Desde que el presidente Andrés Manuel López Obrador instauró sus conferencias de prensa matutinas como un ejercicio diario de comunicación directa con el pueblo. Dicho formato ha sido replicado por gobernadores y presidentes municipales en distintos estados del país. Sin embargo, la versión local de las llamadas “mañaneras” se ha desvirtuado al grado de convertirse, en muchos casos, en espacios de autopromoción disfrazados de transparencia.
Lo que nació como una herramienta para acercar el gobierno al pueblo ha sido adoptado por mandatarios estatales y alcaldes que parecen más interesados en construir una narrativa favorable que en enfrentar preguntas incómodas o rendir cuentas claras.
ESCENARIOS CONTROLADOS Y PERIODISTAS A MODO
En municipios y estados gobernados por Morena, pero también en entidades bajo otros partidos, las conferencias matutinas han adoptado un formato cerrado y controlado. A menudo, los periodistas que asisten son seleccionados cuidadosamente. Muchos de ellos con vínculos cercanos a las áreas de comunicación social o con una línea editorial afín al gobierno local.
En estos espacios, las preguntas suelen estar previamente acordadas o filtradas. Las intervenciones críticas son raras y, cuando ocurren, suelen generar incomodidad, respuestas evasivas o incluso reacciones hostiles. Como fue el caso del alcalde de Piedras Negras, Jacobo Rodríguez. Quien estalló contra una reportera que le cuestionó sobre una prueba de antidoping.

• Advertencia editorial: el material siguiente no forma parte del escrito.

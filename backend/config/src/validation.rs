//! Config validation: checks with user-friendly, path-addressed messages.

use std::collections::HashSet;

use crate::schema::MetronomeConfig;
use metronome_core::MAX_TASK_INTERVAL;
use thiserror::Error;

/// Log level names accepted in `logging.level` (case-insensitive).
pub const KNOWN_LOG_LEVELS: &[&str] = &["error", "warn", "info", "debug", "trace"];

/// A config validation error with field path and message.
#[derive(Debug, Error)]
#[error("Config validation error at '{path}': {message}")]
pub struct ConfigValidationError {
    pub path: String,
    pub message: String,
}

/// All errors and warnings found in one pass.
#[derive(Debug, Default)]
pub struct ValidationReport {
    pub errors: Vec<ConfigValidationError>,
    pub warnings: Vec<ConfigValidationError>,
}

impl ValidationReport {
    pub fn is_valid(&self) -> bool {
        self.errors.is_empty()
    }

    /// Errors joined into one line each, for error messages.
    pub fn error_summary(&self) -> String {
        self.errors
            .iter()
            .map(ToString::to_string)
            .collect::<Vec<_>>()
            .join("; ")
    }

    fn error(&mut self, path: impl Into<String>, message: impl Into<String>) {
        self.errors.push(ConfigValidationError {
            path: path.into(),
            message: message.into(),
        });
    }

    fn warn(&mut self, path: impl Into<String>, message: impl Into<String>) {
        self.warnings.push(ConfigValidationError {
            path: path.into(),
            message: message.into(),
        });
    }
}

pub fn validate(config: &MetronomeConfig) -> ValidationReport {
    let mut report = ValidationReport::default();
    validate_app(config, &mut report);
    validate_scheduler(config, &mut report);
    validate_logging(config, &mut report);
    validate_tasks(config, &mut report);
    report
}

fn validate_app(config: &MetronomeConfig, report: &mut ValidationReport) {
    let Some(app) = &config.app else { return };
    if app.name.as_deref().is_some_and(|n| n.trim().is_empty()) {
        report.error("app.name", "Application name cannot be empty");
    }
}

fn validate_scheduler(config: &MetronomeConfig, report: &mut ValidationReport) {
    let Some(scheduler) = &config.scheduler else { return };
    for (path, value) in [
        ("scheduler.maximumTimerSlackSecs", scheduler.maximum_timer_slack_secs),
        ("scheduler.minimumDowntimeDurationSecs", scheduler.minimum_downtime_duration_secs),
    ] {
        if let Some(v) = value {
            if !v.is_finite() || v < 0.0 {
                report.error(path, format!("Must be a non-negative number of seconds, got {v}"));
            }
        }
    }
}

fn validate_logging(config: &MetronomeConfig, report: &mut ValidationReport) {
    let Some(level) = config.logging.as_ref().and_then(|l| l.level.as_deref()) else {
        return;
    };
    if !KNOWN_LOG_LEVELS.contains(&level.to_ascii_lowercase().as_str()) {
        report.error(
            "logging.level",
            format!("Unknown log level '{level}'. Use one of: {}", KNOWN_LOG_LEVELS.join(", ")),
        );
    }
}

fn validate_tasks(config: &MetronomeConfig, report: &mut ValidationReport) {
    let mut seen = HashSet::new();
    for (i, task) in config.tasks.iter().enumerate() {
        if task.name.trim().is_empty() {
            report.error(format!("tasks[{i}].name"), "Task name cannot be empty");
        } else if !seen.insert(task.name.as_str()) {
            report.warn(
                format!("tasks[{i}].name"),
                format!("Duplicate task name '{}'", task.name),
            );
        }
        if task.interval_secs == 0 {
            report.error(format!("tasks[{i}].intervalSecs"), "intervalSecs must be >= 1");
        } else if task.interval_secs > MAX_TASK_INTERVAL.as_secs() {
            report.error(
                format!("tasks[{i}].intervalSecs"),
                format!("intervalSecs must be <= {}", MAX_TASK_INTERVAL.as_secs()),
            );
        }
    }
}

DEBER SER VS REALIDAD: LA RENDICIÓN DE CUENTAS AUSENTE
El verdadero objetivo de cualquier espacio informativo gubernamental debería ser el de rendir cuentas, explicar decisiones, dar seguimiento a promesas y responder con transparencia a los cuestionamientos legítimos de la sociedad.

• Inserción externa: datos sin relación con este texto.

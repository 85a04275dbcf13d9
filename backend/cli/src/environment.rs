//! Detects container and sandbox runtimes so startup logs say where the
//! process runs.

use std::path::Path;

const DOCKER_MARKER: &str = "/.dockerenv";

#[derive(Debug, Clone, Default, PartialEq, Eq)]
pub struct RuntimeEnvironment {
    pub docker: bool,
    /// Value of `SNAP` when running as a snap.
    pub snap: Option<String>,
}

impl RuntimeEnvironment {
    pub fn detect() -> Self {
        Self::detect_with(Path::new(DOCKER_MARKER), std::env::var("SNAP").ok())
    }

    fn detect_with(docker_marker: &Path, snap: Option<String>) -> Self {
        Self {
            docker: docker_marker.exists(),
            snap: snap.filter(|s| !s.is_empty()),
        }
    }

    pub fn describe(&self) -> &'static str {
        match (self.docker, self.snap.is_some()) {
            (true, _) => "docker",
            (false, true) => "snap",
            (false, false) => "native",
        }
    }
}
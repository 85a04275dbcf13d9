use std::time::Duration;

use anyhow::Result;
use async_trait::async_trait;

use crate::error::MetronomeError;

/// Zero-argument unit of work run by the scheduler each time a task is due.
pub type TaskHandler = Box<dyn FnMut() -> Result<()> + Send>;

/// Longest accepted task interval (100 years). Longer intervals would push
/// due times past what a timestamp can represent.
pub const MAX_TASK_INTERVAL: Duration = Duration::from_secs(100 * 365 * 24 * 3600);

/// Anything that accepts recurring task registrations (the scheduler).
pub trait TaskRegistry {
    /// Register a recurring task. `interval` must be non-zero and at most
    /// [`MAX_TASK_INTERVAL`].
    fn register_task(
        &mut self,
        name: &str,
        handler: TaskHandler,
        interval: Duration,
        fixed_schedule: bool,
    ) -> Result<(), MetronomeError>;
}

/// Lifecycle of a service hosted next to the event loop.
///
/// The host calls `prepare` once before signal handlers are installed,
/// `start` right before the loop is entered and `stop` after it exits,
/// whether or not the loop failed.
#[async_trait]
pub trait Service: Send + Sync {
    /// Human-readable name of this service.
    fn name(&self) -> &str;

    /// Register recurring tasks and acquire resources.
    fn prepare(&mut self, registry: &mut dyn TaskRegistry) -> Result<()>;

    async fn start(&mut self) -> Result<()> {
        Ok(())
    }

    async fn stop(&mut self) -> Result<()> {
        Ok(())
    }
}
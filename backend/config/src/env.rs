//! `${VAR}` substitution in config string values.
//!
//! Only uppercase `[A-Z_][A-Z0-9_]*` names are recognised. `$${VAR}` is an
//! escape and yields a literal `${VAR}`.

use std::collections::HashMap;

use anyhow::Result;
use once_cell::sync::Lazy;
use regex::{Captures, Regex};
use serde_json::Value;

/// Group 1 is the escaping `$` (if any), group 2 the variable name.
static ENV_REFERENCE: Lazy<Regex> =
    Lazy::new(|| Regex::new(r"\$(\$?)\{([A-Z_][A-Z0-9_]*)\}").expect("valid env reference regex"));

#[derive(Debug, thiserror::Error)]
#[error("Missing env var \"{var_name}\" referenced at config path: {config_path}")]
pub struct MissingEnvVarError {
    pub var_name: String,
    pub config_path: String,
}

/// Substitute references using `env`. Unset or empty variables are errors.
pub fn resolve_env_vars_with(value: &Value, env: &HashMap<String, String>) -> Result<Value> {
    Ok(substitute_value(value, env, "")?)
}

fn substitute_value(
    value: &Value,
    env: &HashMap<String, String>,
    path: &str,
) -> Result<Value, MissingEnvVarError> {
    match value {
        Value::String(s) => substitute_string(s, env, path).map(Value::String),
        Value::Array(items) => items
            .iter()
            .enumerate()
            .map(|(i, v)| substitute_value(v, env, &format!("{path}[{i}]")))
            .collect::<Result<Vec<_>, _>>()
            .map(Value::Array),
        Value::Object(map) => {
            let mut out = serde_json::Map::with_capacity(map.len());
            for (key, child) in map {
                let child_path = if path.is_empty() {
                    key.clone()
                } else {
                    format!("{path}.{key}")
                };
                out.insert(key.clone(), substitute_value(child, env, &child_path)?);
            }
            Ok(Value::Object(out))
        }
        other => Ok(other.clone()),
    }
}

fn substitute_string(
    s: &str,
    env: &HashMap<String, String>,
    path: &str,
) -> Result<String, MissingEnvVarError> {
    if !s.contains('$') {
        return Ok(s.to_string());
    }

    let mut missing = None;
    let replaced = ENV_REFERENCE.replace_all(s, |caps: &Captures| {
        let name = &caps[2];
        if !caps[1].is_empty() {
            return format!("${{{name}}}");
        }
        match env.get(name) {
            Some(v) if !v.is_empty() => v.clone(),
            _ => {
                missing.get_or_insert_with(|| MissingEnvVarError {
                    var_name: name.to_string(),
                    config_path: path.to_string(),
                });
                String::new()
            }
        }
    });

    match missing {
        Some(err) => Err(err),
        None => Ok(replaced.into_owned()),
    }
}

/// All variable names referenced in a value tree, sorted and deduplicated.
pub fn collect_referenced_vars(value: &Value) -> Vec<String> {
    fn walk(value: &Value, out: &mut Vec<String>) {
        match value {
            Value::String(s) => out.extend(
                ENV_REFERENCE
                    .captures_iter(s)
                    .filter(|c| c[1].is_empty())
                    .map(|c| c[2].to_string()),
            ),
            Value::Array(items) => items.iter().for_each(|v| walk(v, out)),
            Value::Object(map) => map.values().for_each(|v| walk(v, out)),
            _ => {}
        }
    }

    let mut vars = Vec::new();
    walk(value, &mut vars);
    vars.sort();
    vars.dedup();
    vars
}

Sin embargo, en la práctica, las mañaneras locales han sido utilizadas como plataformas de propaganda política, donde las acciones del gobierno se presentan sin contexto ni contraste, los errores se minimizan o se niegan, y las críticas son vistas como ataques o traiciones.

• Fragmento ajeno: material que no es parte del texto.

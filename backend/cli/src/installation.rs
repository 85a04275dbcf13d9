//! Installation checks: required directories and files exist and carry
//! sane access rights. Failures map to exit code 2.

use std::path::{Path, PathBuf};

use metronome_core::MetronomeError;
use tracing::info;

/// Mode bits granting any access to group or others.
#[cfg(unix)]
const GROUP_OTHER_ACCESS: u32 = 0o077;

#[derive(Debug, Clone, Copy, Default)]
pub struct AccessRequirements {
    pub directory: bool,
    pub executable: bool,
    pub writable: bool,
    /// No group or other access at all.
    pub private: bool,
}

impl AccessRequirements {
    /// Log directory: private, owner may list and write.
    pub const LOG_DIR: Self = Self {
        directory: true,
        executable: true,
        writable: true,
        private: true,
    };

    /// Config files may hold secrets.
    pub const CONFIG_FILE: Self = Self {
        directory: false,
        executable: false,
        writable: false,
        private: true,
    };
}

pub fn check_installation(
    log_dir: Option<&Path>,
    config_files: &[PathBuf],
) -> Result<(), MetronomeError> {
    if let Some(dir) = log_dir {
        check_path(dir, AccessRequirements::LOG_DIR)?;
    }
    for file in config_files {
        check_path(file, AccessRequirements::CONFIG_FILE)?;
    }
    Ok(())
}

pub fn check_path(path: &Path, req: AccessRequirements) -> Result<(), MetronomeError> {
    let fail = |what: &str| {
        MetronomeError::InstallationError(format!("{} '{}' {what}", kind(req), path.display()))
    };

    let meta = std::fs::metadata(path).map_err(|_| fail("not found!"))?;
    if req.directory != meta.is_dir() {
        return Err(fail("not found!"));
    }
    check_mode(&meta, req, &fail)?;

    info!(path = %path.display(), "Access rights OK");
    Ok(())
}

#[cfg(unix)]
fn check_mode(
    meta: &std::fs::Metadata,
    req: AccessRequirements,
    fail: &dyn Fn(&str) -> MetronomeError,
) -> Result<(), MetronomeError> {
    use std::os::unix::fs::PermissionsExt;

    let mode = meta.permissions().mode();
    if mode & 0o400 == 0 {
        return Err(fail("must be readable by owner!"));
    }
    if req.executable && mode & 0o100 == 0 {
        return Err(fail("must be executable by owner!"));
    }
    if req.writable && mode & 0o200 == 0 {
        return Err(fail("must be writable by owner!"));
    }
    if req.private && mode & GROUP_OTHER_ACCESS != 0 {
        return Err(fail("must not be accessible by group or others!"));
    }
    Ok(())
}

#[cfg(not(unix))]
fn check_mode(
    meta: &std::fs::Metadata,
    req: AccessRequirements,
    fail: &dyn Fn(&str) -> MetronomeError,
) -> Result<(), MetronomeError> {
    if req.writable && meta.permissions().readonly() {
        return Err(fail("must be writable by owner!"));
    }
    Ok(())
}

fn kind(req: AccessRequirements) -> &'static str {
    if req.directory {
        "Directory"
    } else {
        "File"
    }
}

#[cfg(all(test, unix))]
mod tests {
    use super::*;
    use std::os::unix::fs::PermissionsExt;

    fn chmod(path: &Path, mode: u32) {
        std::fs::set_permissions(path, std::fs::Permissions::from_mode(mode)).unwrap();
    }

    fn private_setup() -> (tempfile::TempDir, PathBuf, PathBuf) {
        let root = tempfile::tempdir().unwrap();
        let log_dir = root.path().join("logs");
        std::fs::create_dir(&log_dir).unwrap();
        chmod(&log_dir, 0o700);
        let config = root.path().join("metronome.conf");
        std::fs::write(&config, "{}").unwrap();
        chmod(&config, 0o600);
        (root, log_dir, config)
    }

    #[test]
    fn private_dir_and_config_pass() {
        let (_root, log_dir, config) = private_setup();
        check_installation(Some(&log_dir), &[config]).unwrap();
    }

    #[test]
    fn world_readable_config_fails() {
        let (_root, log_dir, config) = private_setup();
        chmod(&config, 0o644);
        let err = check_installation(Some(&log_dir), &[config]).unwrap_err();
        assert!(matches!(err, MetronomeError::InstallationError(_)));
        assert!(err.to_string().contains("group or others"));
        assert_eq!(err.exit_code(), 2);
    }

    #[test]
    fn read_only_log_dir_fails() {
        let (_root, log_dir, _config) = private_setup();
        chmod(&log_dir, 0o500);
        let err = check_path(&log_dir, AccessRequirements::LOG_DIR).unwrap_err();
        chmod(&log_dir, 0o700);
        assert!(err.to_string().contains("writable"));
    }

    #[test]
    fn missing_or_wrong_kind_fails() {
        let (root, _log_dir, config) = private_setup();
        let err = check_path(&root.path().join("absent.conf"), AccessRequirements::CONFIG_FILE)
            .unwrap_err();
        assert!(err.to_string().contains("not found"));

        let err = check_path(&config, AccessRequirements::LOG_DIR).unwrap_err();
        assert!(err.to_string().contains("Directory"), "{err}");
    }

    #[test]
    fn no_log_dir_checks_only_configs() {
        let (_root, _log_dir, config) = private_setup();
        check_installation(None, &[config]).unwrap();
        check_installation(None, &[]).unwrap();
    }
}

Este fenómeno no solo debilita la confianza ciudadana, sino que también distorsiona el rol de la prensa como contrapeso natural del poder público.
GASTO PÚBLICO Y MANIPULACIÓN DE LA OPINIÓN
Estas conferencias no son gratuitas. Representan un gasto público en logística, personal, difusión en redes y producción audiovisual, muchas veces justificado bajo el concepto de “comunicación social”. No obstante, su verdadero propósito parece estar más alineado con la construcción de imagen y el control del discurso público que con la verdadera rendición de cuentas.
Además, se corre el riesgo de utilizar recursos públicos con fines político-electorales, especialmente cuando estos espacios se convierten en vitrinas para exaltar logros sin permitir voces disidentes o señalar fallas.
LA IMPORTANCIA DE UNA PRENSA LIBRE Y CRÍTICA
La democracia necesita instituciones sólidas y una prensa libre. Cuando los gobiernos locales imitan la forma sin adoptar el fondo, se cae en una simulación que mina el derecho ciudadano a la información veraz y completa.
Es fundamental que las conferencias de prensa no se conviertan en un monólogo oficial, sino que sean espacios donde se escuchen todas las voces, incluso las incómodas. Porque son precisamente esas preguntas las que obligan al poder a corregirse y mejorar.
¿COMUNICAR O IMPONER?
La comunicación gubernamental no puede ni debe ser propaganda. Su función es informar con veracidad, explicar con claridad y rendir cuentas con humildad. Copiar el estilo presidencial sin entender su contexto ni respetar sus principios básicos solo lleva a la opacidad, el autoritarismo y la desinformación.
Es momento de preguntarse si los funcionarios que cada mañana ocupan el micrófono frente a una cámara están ahí para informar al pueblo o para seguir alimentando su ego político, bajo el disfraz de una supuesta transparencia.